### Requirement
Lines from the records below that contain the word "crates" are to be copied out.

══ Data records ══

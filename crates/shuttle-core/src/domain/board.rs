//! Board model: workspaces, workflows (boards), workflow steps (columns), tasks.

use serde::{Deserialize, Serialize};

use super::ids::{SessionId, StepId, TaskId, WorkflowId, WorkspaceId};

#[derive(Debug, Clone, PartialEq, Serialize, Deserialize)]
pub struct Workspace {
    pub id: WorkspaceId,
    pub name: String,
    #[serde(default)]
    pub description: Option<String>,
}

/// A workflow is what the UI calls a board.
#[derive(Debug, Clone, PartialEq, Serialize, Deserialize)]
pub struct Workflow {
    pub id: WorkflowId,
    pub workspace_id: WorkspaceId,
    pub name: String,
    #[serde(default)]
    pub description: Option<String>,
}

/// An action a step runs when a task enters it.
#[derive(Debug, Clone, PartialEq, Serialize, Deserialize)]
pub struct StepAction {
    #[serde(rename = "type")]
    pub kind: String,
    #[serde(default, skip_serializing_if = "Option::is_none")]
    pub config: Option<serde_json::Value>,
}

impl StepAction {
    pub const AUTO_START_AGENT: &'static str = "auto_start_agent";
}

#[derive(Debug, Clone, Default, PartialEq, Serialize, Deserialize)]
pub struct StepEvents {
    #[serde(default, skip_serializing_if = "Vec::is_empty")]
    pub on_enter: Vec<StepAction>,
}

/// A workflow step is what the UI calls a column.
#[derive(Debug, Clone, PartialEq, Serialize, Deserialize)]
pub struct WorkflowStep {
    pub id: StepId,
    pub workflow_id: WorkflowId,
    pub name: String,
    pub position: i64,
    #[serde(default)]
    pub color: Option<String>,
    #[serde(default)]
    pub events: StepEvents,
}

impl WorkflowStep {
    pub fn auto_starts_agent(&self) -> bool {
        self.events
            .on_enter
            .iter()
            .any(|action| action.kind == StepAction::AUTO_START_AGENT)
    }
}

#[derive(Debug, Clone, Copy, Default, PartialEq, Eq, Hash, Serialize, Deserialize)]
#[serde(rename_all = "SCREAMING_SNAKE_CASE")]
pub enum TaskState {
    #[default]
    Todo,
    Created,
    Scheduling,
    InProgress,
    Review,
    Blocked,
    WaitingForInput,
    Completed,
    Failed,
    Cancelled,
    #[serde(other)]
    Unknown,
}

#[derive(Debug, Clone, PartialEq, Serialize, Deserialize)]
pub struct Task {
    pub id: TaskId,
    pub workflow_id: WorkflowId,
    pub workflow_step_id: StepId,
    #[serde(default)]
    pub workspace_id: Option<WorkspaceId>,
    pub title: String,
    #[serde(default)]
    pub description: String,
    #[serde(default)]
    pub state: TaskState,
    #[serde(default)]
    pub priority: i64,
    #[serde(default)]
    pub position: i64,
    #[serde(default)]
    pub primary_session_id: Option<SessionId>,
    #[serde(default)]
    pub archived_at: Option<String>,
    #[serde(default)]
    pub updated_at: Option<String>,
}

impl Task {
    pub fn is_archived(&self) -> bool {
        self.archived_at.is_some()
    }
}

═══
══ Data records ══

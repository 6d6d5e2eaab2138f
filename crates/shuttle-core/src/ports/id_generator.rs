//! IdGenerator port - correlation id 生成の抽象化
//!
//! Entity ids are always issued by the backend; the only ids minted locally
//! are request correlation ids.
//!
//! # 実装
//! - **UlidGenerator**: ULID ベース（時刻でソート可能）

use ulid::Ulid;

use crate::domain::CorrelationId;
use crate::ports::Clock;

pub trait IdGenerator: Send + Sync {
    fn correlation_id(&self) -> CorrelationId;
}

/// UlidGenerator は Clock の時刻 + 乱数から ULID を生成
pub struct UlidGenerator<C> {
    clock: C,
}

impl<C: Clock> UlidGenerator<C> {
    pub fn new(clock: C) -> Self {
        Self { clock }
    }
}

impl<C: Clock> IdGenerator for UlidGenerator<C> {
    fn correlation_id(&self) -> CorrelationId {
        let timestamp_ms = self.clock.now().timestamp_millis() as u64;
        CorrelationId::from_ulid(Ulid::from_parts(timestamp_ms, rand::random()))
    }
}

═══

### Result for this exercise
filename crates/shuttle-core/src/domain/board.rs
filename crates/shuttle-core/src/ports/id_generator.rs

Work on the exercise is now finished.